[REQUIREMENT]:
Your job is to return every line in the data holding the string "trainer".

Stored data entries
________________________________________

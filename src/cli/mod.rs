//! Interactive command loop for the flashcard trainer.
//!
//! - **command**: the closed set of commands and their names
//! - **console**: line-oriented I/O boundary (stdin/stdout or scripted)
//! - **session**: the loop itself, one handler per command

pub mod command;
pub mod console;
pub mod session;

pub use command::{Command, UnknownCommand};
pub use console::{Console, ScriptedConsole, StdConsole};
pub use session::Session;
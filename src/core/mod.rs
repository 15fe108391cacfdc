//! Core types and logic for the flashcard trainer.
//!
//! This module contains the card store, the per-term miss tracker and the
//! quiz engine that ties them together.

pub mod cards;
pub mod misses;
pub mod quiz;

pub use cards::{Card, CardStore};
pub use misses::MissTracker;
pub use quiz::{
    parse_question_count, score_answer, QuizEngine, QuizIo, QuizOutcome, SessionSummary,
    NO_CARDS_MESSAGE,
};
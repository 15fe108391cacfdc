//! Commands understood by the interactive loop.

use std::fmt;
use std::str::FromStr;

/// A command typed at the action prompt.
#[derive(Debug, Clone, Copy, PartialEq, Eq, Hash)]
pub enum Command {
    Add,
    Remove,
    Import,
    Export,
    Ask,
    Exit,
    Log,
    HardestCard,
    ResetStats,
}

impl Command {
    /// Every command, in the order shown to the user.
    pub const ALL: [Command; 9] = [
        Command::Add,
        Command::Remove,
        Command::Import,
        Command::Export,
        Command::Ask,
        Command::Exit,
        Command::Log,
        Command::HardestCard,
        Command::ResetStats,
    ];

    /// The name the user types.
    pub fn name(self) -> &'static str {
        match self {
            Command::Add => "add",
            Command::Remove => "remove",
            Command::Import => "import",
            Command::Export => "export",
            Command::Ask => "ask",
            Command::Exit => "exit",
            Command::Log => "log",
            Command::HardestCard => "hardest card",
            Command::ResetStats => "reset stats",
        }
    }

    /// The action prompt listing every command.
    pub fn prompt() -> String {
        let names: Vec<&str> = Self::ALL.iter().map(|c| c.name()).collect();
        format!("Choose an action ({}):", names.join(", "))
    }
}

impl fmt::Display for Command {
    fn fmt(&self, f: &mut fmt::Formatter<'_>) -> fmt::Result {
        f.write_str(self.name())
    }
}

/// Error for input that names no command.
#[derive(Debug, Clone, PartialEq, Eq)]
pub struct UnknownCommand(pub String);

impl FromStr for Command {
    type Err = UnknownCommand;

    /// Names must match exactly; surrounding whitespace is the only slack.
    fn from_str(s: &str) -> Result<Self, Self::Err> {
        let name = s.trim();
        Self::ALL
            .into_iter()
            .find(|c| c.name() == name)
            .ok_or_else(|| UnknownCommand(name.to_string()))
    }
}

________________________________________

[SOLVED PROBLEM]:
//! Interactive command loop for the flashcard trainer.
//! Core types and logic for the flashcard trainer.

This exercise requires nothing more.